DoorDash is an online logistics platform with the main focus being on food ordering and food delivery. As a US market leader in food delivery with 56% market share, DoorDash collects massive amounts of data. Collected data is then utilized for search ranking, menu classification, recommendations and other tasks that improve their platform. For that, they are in constant search for Data Scientists and Machine Learning Engineers that would help them scale and improve their ML models.
Technical Concepts Tested in DoorDash Data Scientist Interview Questions
In light of this, we felt it would be helpful to give you some advice on how to be successful in the data science job interview at DoorDash. We’ll give you an overview of technical concepts that are tested in DoorDash data scientist interviews. Also, we’ll show you some data scientist interview questions from DoorDash and their relation with technical concepts.
In the table below you can see the main technical concepts you need to know to solve DoorDash’s data scientist interview questions:
|ISODOW function||ntile function|
|WINDOW functions||EXTRACT date/time values (HOUR, YEAR...)|
DoorDash data scientist interview questions test your knowledge of transforming raw data you’re given and shaping it into the appropriate structure that can be used to solve the question. For that, you need to have a pretty decent knowledge of SQL and its helper functions. For example, the question could ask you to calculate the average salary per weekday and not give you the weekday column. But you’ll have some other column (maybe a datetime column) that you must identify and transform it to extract a weekday value for each row. In PostgreSQL, you have the ISODOW function to extract a weekday from a datetime column. It would be good to go over all date/time helper functions before the interview at DoorDash.

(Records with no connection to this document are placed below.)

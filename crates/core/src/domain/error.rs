// Domain Error Types

use thiserror::Error;

#[derive(Error, Debug, PartialEq)]
pub enum DomainError {
    /// A mandatory queue field is missing, empty or zero
    #[error("Key: 'cloudTasks.{queue}.{field}' Error: validate failed on the required rule")]
    RequiredField { queue: String, field: &'static str },

    #[error("Validation error: {0}")]
    ValidationError(String),
}

pub type Result<T> = std::result::Result<T, DomainError>;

Furthermore, DoorDash data scientist interview questions could demand to calculate a result for a subset of data. You need to be familiar with WHERE/HAVING clauses to filter out unwanted data, e.g. you can be asked to return restaurants that are in the top 10% for their generated revenue. But let’s look at some example questions to have a better sense of what you need to know for a DoorDash data science interview.
DoorDash Data Scientist Interview Questions
DoorDash Data Scientist Interview Question #1: Lowest Revenue Generated Restaurants
Question link: https://platform.stratascratch.com/coding-question?id=2036
Our task is to find the bottom 2% of restaurants by their generated revenue. An additional condition is that the order needs to be placed in May 2020. Query output needs to have restaurant id and its total revenue in May 2020. The question also gives a couple of hints on how to solve the question.
In our Twitch article, we explained to you a step-by-step approach to solve any Data Science interview question. In short, we need to:
- Understand the data: list assumptions you have about data, and if there is any ambiguity ask the interviewer to clear it or to show you some data examples.
- Formulate our approach: write down logical steps for solving the problem along with identifying what functions we need to use.
- Write the code: build up our code without unnecessary complications.
First, we start with data, and it looks like this:
|2020-05-25 16:36:00||2020-05-25 18:17:00||2020-05-25 18:47:00||257||154||190327||TRUE||San Jose||FALSE||36.99||6||1.42||0|
|2020-05-02 16:32:00||2020-05-02 17:59:00||2020-05-02 18:50:00||168||297||12420||FALSE||San Jose||FALSE||32.71||0||3.67||0|
|2020-05-24 16:38:00||2020-05-24 20:03:00||2020-05-24 20:37:00||2020-05-24 20:49:00||290||201||106412||TRUE||San Jose||FALSE||33.35||6||1.25||0|
|2020-05-17 17:34:00||2020-05-17 18:01:00||2020-05-17 18:09:00||2020-05-17 18:35:00||232||188||104751||FALSE||San Jose||FALSE||33.02||6||2.48||0|
|2020-05-24 17:40:00||2020-05-24 18:04:00||2020-05-24 18:51:00||290||135||13641||TRUE||San Jose||FALSE||24.49||6||2.45||0|
We can draw few assumptions from the dataset:
- customer_placed_order_datetime is the column that indicates when did the order placement happened
- order_total is column that holds total order value
Now we need to define our approach before coding:
- Filter out table by the only condition requested by the question - date requirement to only consider May 2020 orders. Column customer_placed_order_datetime is of type datetime so we don’t have to do any datatype conversion.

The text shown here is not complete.